Am I introducing bias by assuming birthdate is middle of month? I have a dataset containing dichotomous disease measures as well as some continuous anthropometric measures on a cohort of patients, and includes their month and year of birth as well as the exact date of data collection.
In an effort to reduce noise in my statistical analyses, I want to replace the default age variable with a more accurate one, as the provided age variable is rounded down to the nearest year. As we only have the date of birth to the nearest month (owing to data sensitivity), I made the assumption that patients were born in the middle of the month (16th for 31 day months, 15.5th for 30 days months, etc...) then calculated the difference between their assumed D.O.B. and their "data collection" date, giving me an approximate age in days, accurate to the closest half month.
A colleague informs me that I'm introducing bias into my derived age variable and they have attempted to explain to me why, but I'm simply unable to understand their explanation.
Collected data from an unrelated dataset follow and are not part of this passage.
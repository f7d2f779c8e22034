//! Configuration loading for the rollout tools
//!
//! Priority (highest to lowest):
//! 1. Environment variables prefixed with `ROLLOUT_` (`__` separates nesting)
//! 2. Explicit config file passed by the caller
//! 3. `config/trendctl.{toml,yaml,json}` when present
//! 4. Built-in defaults

use std::path::Path;

use errors::{config_error, RolloutError, RolloutResult};
use figment::{
    providers::{Env, Format, Json, Serialized, Toml, Yaml},
    Figment,
};
use rollout_trends::{parse_utc_offset, PeriodToken};
use serde::{Deserialize, Serialize};
use tracing::{debug, info};

use crate::serde_helpers;

/// Environment variable prefix for overrides
pub const ENV_PREFIX: &str = "ROLLOUT_";

/// Bearer token for the event feed; read from the environment only
pub const ENV_FEED_TOKEN: &str = "ROLLOUT_FEED_TOKEN";

/// Top-level configuration
#[derive(Debug, Clone, PartialEq, Serialize, Deserialize)]
pub struct RolloutConfig {
    /// Metrics included in reports (empty = all metrics in the feed)
    #[serde(default)]
    pub metrics: Vec<String>,

    /// Entities rolled up into national totals (empty = all entities in the feed)
    #[serde(default)]
    pub entities: Vec<String>,

    /// Period used when a command does not name one
    #[serde(default = "serde_helpers::default_period")]
    pub default_period: String,

    /// Wall-clock offset for period boundaries, e.g. `+05:30`
    #[serde(default = "serde_helpers::default_utc_offset")]
    pub utc_offset: String,

    #[serde(default)]
    pub feed: FeedConfig,

    #[serde(default)]
    pub logging: LoggingConfig,
}

impl Default for RolloutConfig {
    fn default() -> Self {
        Self {
            metrics: Vec::new(),
            entities: Vec::new(),
            default_period: serde_helpers::default_period(),
            utc_offset: serde_helpers::default_utc_offset(),
            feed: FeedConfig::default(),
            logging: LoggingConfig::default(),
        }
    }
}

/// Event feed settings
#[derive(Debug, Clone, PartialEq, Serialize, Deserialize)]
pub struct FeedConfig {
    /// File path or `http(s)://` URL of the `{ "events": [...] }` document
    #[serde(default)]
    pub source: Option<String>,

    #[serde(default = "serde_helpers::feed_timeout_secs")]
    pub timeout_secs: u64,

    /// Watch-mode refetch interval
    #[serde(default = "serde_helpers::feed_refresh_secs")]
    pub refresh_secs: u64,

    /// Age after which a snapshot is considered stale
    #[serde(default = "serde_helpers::feed_max_age_secs")]
    pub max_age_secs: u64,
}

impl Default for FeedConfig {
    fn default() -> Self {
        Self {
            source: None,
            timeout_secs: serde_helpers::feed_timeout_secs(),
            refresh_secs: serde_helpers::feed_refresh_secs(),
            max_age_secs: serde_helpers::feed_max_age_secs(),
        }
    }
}

/// Logging settings
#[derive(Debug, Clone, PartialEq, Serialize, Deserialize)]
pub struct LoggingConfig {
    #[serde(default = "serde_helpers::log_level")]
    pub level: String,

    /// Emit JSON lines instead of the bracketed text format
    #[serde(default = "serde_helpers::bool_false")]
    pub json: bool,

    /// Directory for daily log files; console only when unset
    #[serde(default)]
    pub dir: Option<String>,
}

impl Default for LoggingConfig {
    fn default() -> Self {
        Self {
            level: serde_helpers::log_level(),
            json: false,
            dir: None,
        }
    }
}

impl RolloutConfig {
    /// Check values the type system cannot
    pub fn validate(&self) -> RolloutResult<()> {
        self.default_period
            .parse::<PeriodToken>()
            .map_err(|e| RolloutError::InvalidConfig {
                field: "default_period".to_string(),
                reason: e.to_string(),
            })?;
        parse_utc_offset(&self.utc_offset).map_err(|e| RolloutError::InvalidConfig {
            field: "utc_offset".to_string(),
            reason: e.to_string(),
        })?;
        if self.feed.timeout_secs == 0 {
            return Err(RolloutError::InvalidConfig {
                field: "feed.timeout_secs".to_string(),
                reason: "must be greater than 0".to_string(),
            });
        }
        if self.feed.refresh_secs == 0 {
            return Err(RolloutError::InvalidConfig {
                field: "feed.refresh_secs".to_string(),
                reason: "must be greater than 0".to_string(),
            });
        }
        if let Some(blank) = self.entities.iter().find(|e| e.trim().is_empty()) {
            return Err(RolloutError::InvalidConfig {
                field: "entities".to_string(),
                reason: format!("blank entity name '{}'", blank),
            });
        }
        Ok(())
    }
}

/// Base figment: defaults, then the conventional config files
pub fn base_figment() -> Figment {
    Figment::from(Serialized::defaults(RolloutConfig::default()))
        .merge(Toml::file("config/trendctl.toml"))
        .merge(Yaml::file("config/trendctl.yaml"))
        .merge(Json::file("config/trendctl.json"))
}

/// Merge one explicit file by extension
pub fn with_file(figment: Figment, path: &Path) -> RolloutResult<Figment> {
    if !path.exists() {
        return Err(RolloutError::FileNotFound(path.display().to_string()));
    }
    let extension = path
        .extension()
        .and_then(|s| s.to_str())
        .ok_or_else(|| config_error!("Config file must have an extension"))?;

    let figment = match extension {
        "toml" => figment.merge(Toml::file(path)),
        "yaml" | "yml" => figment.merge(Yaml::file(path)),
        "json" => figment.merge(Json::file(path)),
        _ => {
            return Err(config_error!(
                "Unsupported config file format: {}",
                extension
            ))
        },
    };
    Ok(figment)
}

/// Load and validate the configuration
pub fn load_config(path: Option<&Path>) -> RolloutResult<RolloutConfig> {
    let mut figment = base_figment();
    if let Some(path) = path {
        info!("Loading configuration from {}", path.display());
        figment = with_file(figment, path)?;
    }
    let config = extract(figment.merge(Env::prefixed(ENV_PREFIX).split("__")))?;
    debug!(?config, "Configuration loaded");
    Ok(config)
}

/// Extract and validate a fully layered figment
pub fn extract(figment: Figment) -> RolloutResult<RolloutConfig> {
    let config: RolloutConfig = figment.extract()?;
    config.validate()?;
    Ok(config)
}

/// Feed bearer token, if set
pub fn feed_token() -> Option<String> {
    std::env::var(ENV_FEED_TOKEN)
        .ok()
        .map(|t| t.trim().to_string())
        .filter(|t| !t.is_empty())
}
They also tell me that what I am doing is no more accurate than simply counting in months (i.e. rounding the data collection date to the nearest month then finding the difference in number of months), but surely by using the exact date of collection, I am incorporating more information?
My questions are:


*

*Is my derived age variable biased? If so, why?

*Is my derived age in days more accurate than calculating age in whole months?
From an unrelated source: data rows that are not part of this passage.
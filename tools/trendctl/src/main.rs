//! trendctl - Trend reports for the fiber rollout dashboard
//!
//! Loads an event feed (file or HTTP) and prints period trends, daily-rate
//! comparisons and national rollups.

mod commands;
mod output;
mod source;

use std::path::PathBuf;

use anyhow::Result;
use clap::Parser;
use common::logging::{self, LogConfig};
use rollout_trends::Clock;
use tracing::debug;

use crate::commands::{Commands, Context};
use crate::output::OutputFormat;

#[derive(Parser)]
#[command(name = "trendctl")]
#[command(about = "Rollout trend reports")]
#[command(long_about = "Rollout trend reports

Commands:
  period      Resolve a period token to its start and end
  trend       Trend of a metric, optionally per entity and period
  compare     Daily-rate comparison with the previous week or month
  aggregate   National rollup across entities
  report      Report for all configured metrics (--watch to refresh)

Examples:
  trendctl period current-week
  trendctl --events data/events.json trend -m hotoGPsDone -e Bihar -p current-month
  trendctl --events https://dash.example/api/events compare -m surveyKm
  trendctl report --watch --format json

Periods: today, current-week, last-week, current-month, last-month.
Weeks start on Sunday.")]
#[command(version)]
struct Cli {
    #[command(subcommand)]
    command: Commands,

    /// Event feed: file path or http(s) URL (overrides feed.source)
    #[arg(long, global = true)]
    events: Option<String>,

    /// Configuration file (toml, yaml or json)
    #[arg(short = 'c', long = "config", global = true)]
    config: Option<PathBuf>,

    /// Output format
    #[arg(short, long, global = true, value_enum, default_value_t = OutputFormat::Table)]
    format: OutputFormat,

    /// Enable verbose logging
    #[arg(short, long, global = true)]
    verbose: bool,

    /// Disable colored output
    #[arg(long, global = true)]
    no_color: bool,

    /// Freeze the clock: RFC3339 instant or YYYY-MM-DD (local noon)
    #[arg(long, global = true)]
    now: Option<String>,
}

#[tokio::main]
async fn main() -> Result<()> {
    let cli = Cli::parse();

    if cli.no_color {
        colored::control::set_override(false);
    }

    let config = common::load_config(cli.config.as_deref())?;

    let mut log_config = LogConfig::from_settings("trendctl", &config.logging);
    if cli.verbose {
        log_config.level = "debug".to_string();
    }
    log_config.ansi = !cli.no_color;
    logging::init_with_config(log_config)?;

    let clock = commands::build_clock(cli.now.as_deref(), &config.utc_offset)?;
    debug!(now = %clock.now(), offset = %config.utc_offset, "Clock ready");

    let ctx = Context {
        config,
        clock,
        format: cli.format,
        events: cli.events,
    };
    commands::run(&ctx, cli.command).await
}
I apologise if this seems incredibly obvious to you and I appreciate any help you can give! Thank you.
 A: 
Is my derived age in days more accurate than calculating age in whole
  months?

Obviously not. You cannot make measurement more precise then it was actually measured. Imagine that besides assuming middle of month, you assumed also that the patients were born at 12:30, 30 seconds, 30 milliseconds, etc. - would it make your measurement super precise? It is impossible to de-aggregate aggregated data. Notice that in long run your procedure would yield the same results as picking uniformly random day for each patient - would such procedure make measurement any more accurate?
A: I'm just going to state the obvious and say that I agree with you and I can't evaluate your colleague's explanation without seeing it. For (1), I can't even tell what direction the bias should be expected to be in. Are people substantially more likely to be born near the beginning or end of a month? Not that I know of. For (2), it's obvious that using your method will give you slightly more accurate estimates than computing in whole months. The increase in accuracy may be so slight as to make no difference, but certainly your method won't hurt.